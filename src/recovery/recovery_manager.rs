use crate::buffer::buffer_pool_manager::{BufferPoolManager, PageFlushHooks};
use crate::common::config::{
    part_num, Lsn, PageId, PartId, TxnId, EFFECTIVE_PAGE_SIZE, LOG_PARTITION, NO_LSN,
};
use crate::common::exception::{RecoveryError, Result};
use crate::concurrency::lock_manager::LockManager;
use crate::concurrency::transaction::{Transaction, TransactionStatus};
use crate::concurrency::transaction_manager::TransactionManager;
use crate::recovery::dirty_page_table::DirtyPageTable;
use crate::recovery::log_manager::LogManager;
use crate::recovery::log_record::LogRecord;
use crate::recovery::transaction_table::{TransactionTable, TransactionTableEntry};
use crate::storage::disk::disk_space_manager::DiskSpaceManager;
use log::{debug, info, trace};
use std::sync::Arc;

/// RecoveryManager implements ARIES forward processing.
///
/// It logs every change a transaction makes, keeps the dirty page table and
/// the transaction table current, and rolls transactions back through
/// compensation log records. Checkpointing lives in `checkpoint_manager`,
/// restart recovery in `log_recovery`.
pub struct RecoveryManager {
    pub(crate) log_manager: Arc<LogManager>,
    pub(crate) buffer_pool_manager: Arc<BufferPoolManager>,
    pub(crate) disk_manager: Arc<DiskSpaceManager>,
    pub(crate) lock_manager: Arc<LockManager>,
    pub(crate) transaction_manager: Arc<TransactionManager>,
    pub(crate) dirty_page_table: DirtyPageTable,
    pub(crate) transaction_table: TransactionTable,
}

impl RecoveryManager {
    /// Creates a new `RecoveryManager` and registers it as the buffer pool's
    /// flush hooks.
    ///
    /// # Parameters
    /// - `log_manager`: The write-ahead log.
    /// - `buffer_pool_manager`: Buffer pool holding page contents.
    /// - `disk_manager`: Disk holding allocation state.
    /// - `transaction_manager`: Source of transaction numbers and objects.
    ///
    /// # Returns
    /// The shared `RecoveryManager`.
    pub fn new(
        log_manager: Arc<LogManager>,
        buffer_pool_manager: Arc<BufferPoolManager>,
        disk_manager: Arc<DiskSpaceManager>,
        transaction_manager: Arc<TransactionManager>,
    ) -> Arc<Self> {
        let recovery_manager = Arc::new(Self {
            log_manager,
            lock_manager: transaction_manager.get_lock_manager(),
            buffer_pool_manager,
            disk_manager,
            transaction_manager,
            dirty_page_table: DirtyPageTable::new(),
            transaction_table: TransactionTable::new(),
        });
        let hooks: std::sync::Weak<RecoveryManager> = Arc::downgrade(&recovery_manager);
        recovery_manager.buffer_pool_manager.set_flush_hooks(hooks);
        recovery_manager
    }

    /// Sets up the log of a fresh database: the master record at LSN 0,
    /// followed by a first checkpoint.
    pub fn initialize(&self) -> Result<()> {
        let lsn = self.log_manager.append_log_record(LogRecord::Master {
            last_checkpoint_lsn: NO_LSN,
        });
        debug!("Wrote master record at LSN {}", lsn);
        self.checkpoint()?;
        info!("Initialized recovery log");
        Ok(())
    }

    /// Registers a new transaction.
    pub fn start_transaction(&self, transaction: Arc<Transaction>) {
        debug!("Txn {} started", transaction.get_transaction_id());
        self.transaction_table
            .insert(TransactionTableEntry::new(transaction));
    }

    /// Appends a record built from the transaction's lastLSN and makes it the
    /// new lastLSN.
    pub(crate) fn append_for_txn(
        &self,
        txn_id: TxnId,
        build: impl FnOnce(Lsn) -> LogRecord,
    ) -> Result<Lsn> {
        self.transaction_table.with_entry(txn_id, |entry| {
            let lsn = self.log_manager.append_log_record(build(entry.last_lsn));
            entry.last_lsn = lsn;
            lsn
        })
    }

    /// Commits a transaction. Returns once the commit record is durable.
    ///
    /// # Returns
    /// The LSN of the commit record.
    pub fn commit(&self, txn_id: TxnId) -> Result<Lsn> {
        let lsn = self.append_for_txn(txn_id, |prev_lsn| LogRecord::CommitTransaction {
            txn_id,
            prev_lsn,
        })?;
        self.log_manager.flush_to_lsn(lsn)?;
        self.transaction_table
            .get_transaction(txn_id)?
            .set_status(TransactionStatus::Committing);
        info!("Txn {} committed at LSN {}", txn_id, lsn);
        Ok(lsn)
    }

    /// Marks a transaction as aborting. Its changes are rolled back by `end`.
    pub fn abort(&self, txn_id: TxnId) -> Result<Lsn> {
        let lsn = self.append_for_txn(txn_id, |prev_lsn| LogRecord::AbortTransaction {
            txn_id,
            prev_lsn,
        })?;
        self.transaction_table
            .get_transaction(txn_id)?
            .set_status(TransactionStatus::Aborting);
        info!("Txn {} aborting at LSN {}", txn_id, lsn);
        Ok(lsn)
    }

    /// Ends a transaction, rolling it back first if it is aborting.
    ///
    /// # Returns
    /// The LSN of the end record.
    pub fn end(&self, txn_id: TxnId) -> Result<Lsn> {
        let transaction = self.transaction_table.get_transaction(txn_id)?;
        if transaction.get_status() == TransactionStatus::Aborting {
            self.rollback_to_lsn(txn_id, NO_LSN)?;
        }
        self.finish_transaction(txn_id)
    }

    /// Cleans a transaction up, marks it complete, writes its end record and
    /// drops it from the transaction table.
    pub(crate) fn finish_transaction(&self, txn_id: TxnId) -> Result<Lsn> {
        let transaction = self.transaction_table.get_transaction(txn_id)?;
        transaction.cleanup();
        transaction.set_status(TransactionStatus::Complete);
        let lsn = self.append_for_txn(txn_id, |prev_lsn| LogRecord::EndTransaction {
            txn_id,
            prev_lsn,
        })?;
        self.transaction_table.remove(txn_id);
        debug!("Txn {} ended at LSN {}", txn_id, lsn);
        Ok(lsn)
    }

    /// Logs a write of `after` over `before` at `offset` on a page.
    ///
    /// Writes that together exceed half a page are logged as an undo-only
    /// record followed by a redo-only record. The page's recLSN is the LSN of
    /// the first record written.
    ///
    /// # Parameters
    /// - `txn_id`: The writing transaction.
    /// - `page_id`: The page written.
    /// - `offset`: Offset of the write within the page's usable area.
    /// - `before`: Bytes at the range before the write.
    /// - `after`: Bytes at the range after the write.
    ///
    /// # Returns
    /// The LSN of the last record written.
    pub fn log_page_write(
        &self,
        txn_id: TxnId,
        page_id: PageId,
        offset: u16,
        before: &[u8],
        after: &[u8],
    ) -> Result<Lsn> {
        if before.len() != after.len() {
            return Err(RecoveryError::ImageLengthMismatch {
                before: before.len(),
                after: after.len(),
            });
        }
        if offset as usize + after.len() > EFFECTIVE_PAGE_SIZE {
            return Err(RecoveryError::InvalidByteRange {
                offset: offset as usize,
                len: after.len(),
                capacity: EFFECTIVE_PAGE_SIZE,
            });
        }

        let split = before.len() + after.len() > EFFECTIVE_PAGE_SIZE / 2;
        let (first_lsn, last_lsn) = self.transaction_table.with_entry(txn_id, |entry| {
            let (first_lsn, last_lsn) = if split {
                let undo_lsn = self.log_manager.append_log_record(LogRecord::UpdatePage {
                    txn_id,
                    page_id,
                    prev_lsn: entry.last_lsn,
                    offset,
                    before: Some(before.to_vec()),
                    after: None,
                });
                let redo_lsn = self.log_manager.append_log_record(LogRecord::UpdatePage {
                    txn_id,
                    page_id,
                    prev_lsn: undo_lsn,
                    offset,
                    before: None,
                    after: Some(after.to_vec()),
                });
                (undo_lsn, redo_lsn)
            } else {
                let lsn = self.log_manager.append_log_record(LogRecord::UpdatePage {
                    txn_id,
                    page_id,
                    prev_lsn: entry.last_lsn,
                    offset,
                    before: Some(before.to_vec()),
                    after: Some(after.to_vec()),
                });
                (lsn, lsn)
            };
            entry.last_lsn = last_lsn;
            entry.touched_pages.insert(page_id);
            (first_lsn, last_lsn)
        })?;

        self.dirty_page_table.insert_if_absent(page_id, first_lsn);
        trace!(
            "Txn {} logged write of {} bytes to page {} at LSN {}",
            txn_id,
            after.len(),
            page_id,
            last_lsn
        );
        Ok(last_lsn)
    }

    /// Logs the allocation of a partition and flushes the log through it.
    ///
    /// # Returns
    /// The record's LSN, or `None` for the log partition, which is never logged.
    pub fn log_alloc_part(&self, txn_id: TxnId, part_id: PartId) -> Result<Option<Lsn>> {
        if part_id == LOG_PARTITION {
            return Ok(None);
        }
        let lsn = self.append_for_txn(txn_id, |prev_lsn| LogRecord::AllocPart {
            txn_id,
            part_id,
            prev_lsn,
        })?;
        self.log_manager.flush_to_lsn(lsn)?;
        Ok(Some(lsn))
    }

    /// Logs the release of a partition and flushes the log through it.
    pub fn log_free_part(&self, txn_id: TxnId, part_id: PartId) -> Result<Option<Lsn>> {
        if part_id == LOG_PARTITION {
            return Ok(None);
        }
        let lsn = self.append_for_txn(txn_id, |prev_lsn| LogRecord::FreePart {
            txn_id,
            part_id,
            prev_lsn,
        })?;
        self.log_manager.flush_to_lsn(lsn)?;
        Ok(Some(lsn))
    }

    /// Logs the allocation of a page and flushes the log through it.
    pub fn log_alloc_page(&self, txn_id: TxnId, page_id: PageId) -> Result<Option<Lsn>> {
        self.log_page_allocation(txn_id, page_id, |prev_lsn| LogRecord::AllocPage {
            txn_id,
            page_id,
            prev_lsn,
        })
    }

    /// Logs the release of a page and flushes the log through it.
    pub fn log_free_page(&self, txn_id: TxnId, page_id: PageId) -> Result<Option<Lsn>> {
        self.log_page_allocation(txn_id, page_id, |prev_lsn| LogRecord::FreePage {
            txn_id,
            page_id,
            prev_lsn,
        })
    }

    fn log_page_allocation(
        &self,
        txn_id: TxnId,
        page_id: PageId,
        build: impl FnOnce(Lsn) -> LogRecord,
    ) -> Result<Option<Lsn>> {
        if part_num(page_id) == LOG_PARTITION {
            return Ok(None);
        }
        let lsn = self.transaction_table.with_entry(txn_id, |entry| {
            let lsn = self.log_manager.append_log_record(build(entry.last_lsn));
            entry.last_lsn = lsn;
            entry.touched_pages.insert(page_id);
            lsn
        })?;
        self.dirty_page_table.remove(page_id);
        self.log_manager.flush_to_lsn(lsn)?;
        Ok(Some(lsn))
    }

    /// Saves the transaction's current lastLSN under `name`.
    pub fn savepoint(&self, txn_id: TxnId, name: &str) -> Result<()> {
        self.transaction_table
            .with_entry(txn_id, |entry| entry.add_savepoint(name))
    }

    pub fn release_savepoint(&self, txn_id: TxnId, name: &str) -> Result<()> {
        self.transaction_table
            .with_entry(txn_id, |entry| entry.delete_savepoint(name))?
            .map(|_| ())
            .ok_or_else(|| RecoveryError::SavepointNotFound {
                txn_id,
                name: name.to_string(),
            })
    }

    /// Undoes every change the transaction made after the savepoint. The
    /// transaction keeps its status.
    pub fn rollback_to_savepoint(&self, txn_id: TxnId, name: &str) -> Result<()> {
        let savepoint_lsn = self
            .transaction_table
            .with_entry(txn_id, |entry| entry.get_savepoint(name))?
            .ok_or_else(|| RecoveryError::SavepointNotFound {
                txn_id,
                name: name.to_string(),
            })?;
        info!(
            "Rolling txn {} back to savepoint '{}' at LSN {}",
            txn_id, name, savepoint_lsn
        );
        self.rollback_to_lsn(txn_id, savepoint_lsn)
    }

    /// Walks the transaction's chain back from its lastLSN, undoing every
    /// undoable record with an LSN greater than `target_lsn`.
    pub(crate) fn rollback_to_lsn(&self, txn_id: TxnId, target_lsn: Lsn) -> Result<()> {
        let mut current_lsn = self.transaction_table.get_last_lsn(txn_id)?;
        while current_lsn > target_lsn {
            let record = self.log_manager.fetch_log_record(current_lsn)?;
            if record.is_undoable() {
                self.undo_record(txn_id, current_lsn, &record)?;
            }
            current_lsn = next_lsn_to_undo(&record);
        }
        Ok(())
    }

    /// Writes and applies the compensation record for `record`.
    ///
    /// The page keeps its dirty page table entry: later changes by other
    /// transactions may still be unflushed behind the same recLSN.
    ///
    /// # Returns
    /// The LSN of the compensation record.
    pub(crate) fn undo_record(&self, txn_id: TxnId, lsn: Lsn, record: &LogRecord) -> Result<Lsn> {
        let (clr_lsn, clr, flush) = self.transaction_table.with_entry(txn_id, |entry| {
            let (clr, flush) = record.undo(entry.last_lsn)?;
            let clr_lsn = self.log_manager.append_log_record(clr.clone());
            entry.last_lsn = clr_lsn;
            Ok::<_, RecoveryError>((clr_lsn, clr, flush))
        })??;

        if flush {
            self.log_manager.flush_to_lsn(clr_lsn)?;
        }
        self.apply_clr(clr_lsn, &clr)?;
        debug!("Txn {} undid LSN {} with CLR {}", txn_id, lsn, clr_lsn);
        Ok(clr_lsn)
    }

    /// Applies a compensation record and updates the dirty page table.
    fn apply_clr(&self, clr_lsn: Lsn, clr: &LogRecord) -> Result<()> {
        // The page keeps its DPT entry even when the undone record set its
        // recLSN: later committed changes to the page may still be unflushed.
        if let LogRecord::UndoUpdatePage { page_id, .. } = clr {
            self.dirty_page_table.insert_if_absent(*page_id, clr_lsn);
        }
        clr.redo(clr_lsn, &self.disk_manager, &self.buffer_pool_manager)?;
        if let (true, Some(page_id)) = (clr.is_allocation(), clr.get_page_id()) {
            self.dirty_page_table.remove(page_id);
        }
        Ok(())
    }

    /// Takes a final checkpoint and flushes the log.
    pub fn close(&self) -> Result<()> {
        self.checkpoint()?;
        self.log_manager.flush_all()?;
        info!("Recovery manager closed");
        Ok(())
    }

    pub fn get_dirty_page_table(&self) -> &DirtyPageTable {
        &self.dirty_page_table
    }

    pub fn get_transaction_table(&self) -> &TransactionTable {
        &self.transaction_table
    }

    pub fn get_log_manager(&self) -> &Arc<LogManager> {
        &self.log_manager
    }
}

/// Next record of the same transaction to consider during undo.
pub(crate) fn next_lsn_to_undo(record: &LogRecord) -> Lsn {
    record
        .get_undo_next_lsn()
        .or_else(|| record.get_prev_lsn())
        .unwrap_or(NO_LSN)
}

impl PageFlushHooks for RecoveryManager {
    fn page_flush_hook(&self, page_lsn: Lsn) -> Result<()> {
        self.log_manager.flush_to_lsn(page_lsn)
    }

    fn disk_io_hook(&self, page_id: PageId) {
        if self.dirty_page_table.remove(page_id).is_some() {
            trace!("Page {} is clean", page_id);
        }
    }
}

::::::::::

- Work required: Return a copy of each line in the records above that has "TransactionManager" in it.

- Finished exercise:
use crate::concurrency::transaction_manager::TransactionManager;
    pub(crate) transaction_manager: Arc<TransactionManager>,
        transaction_manager: Arc<TransactionManager>,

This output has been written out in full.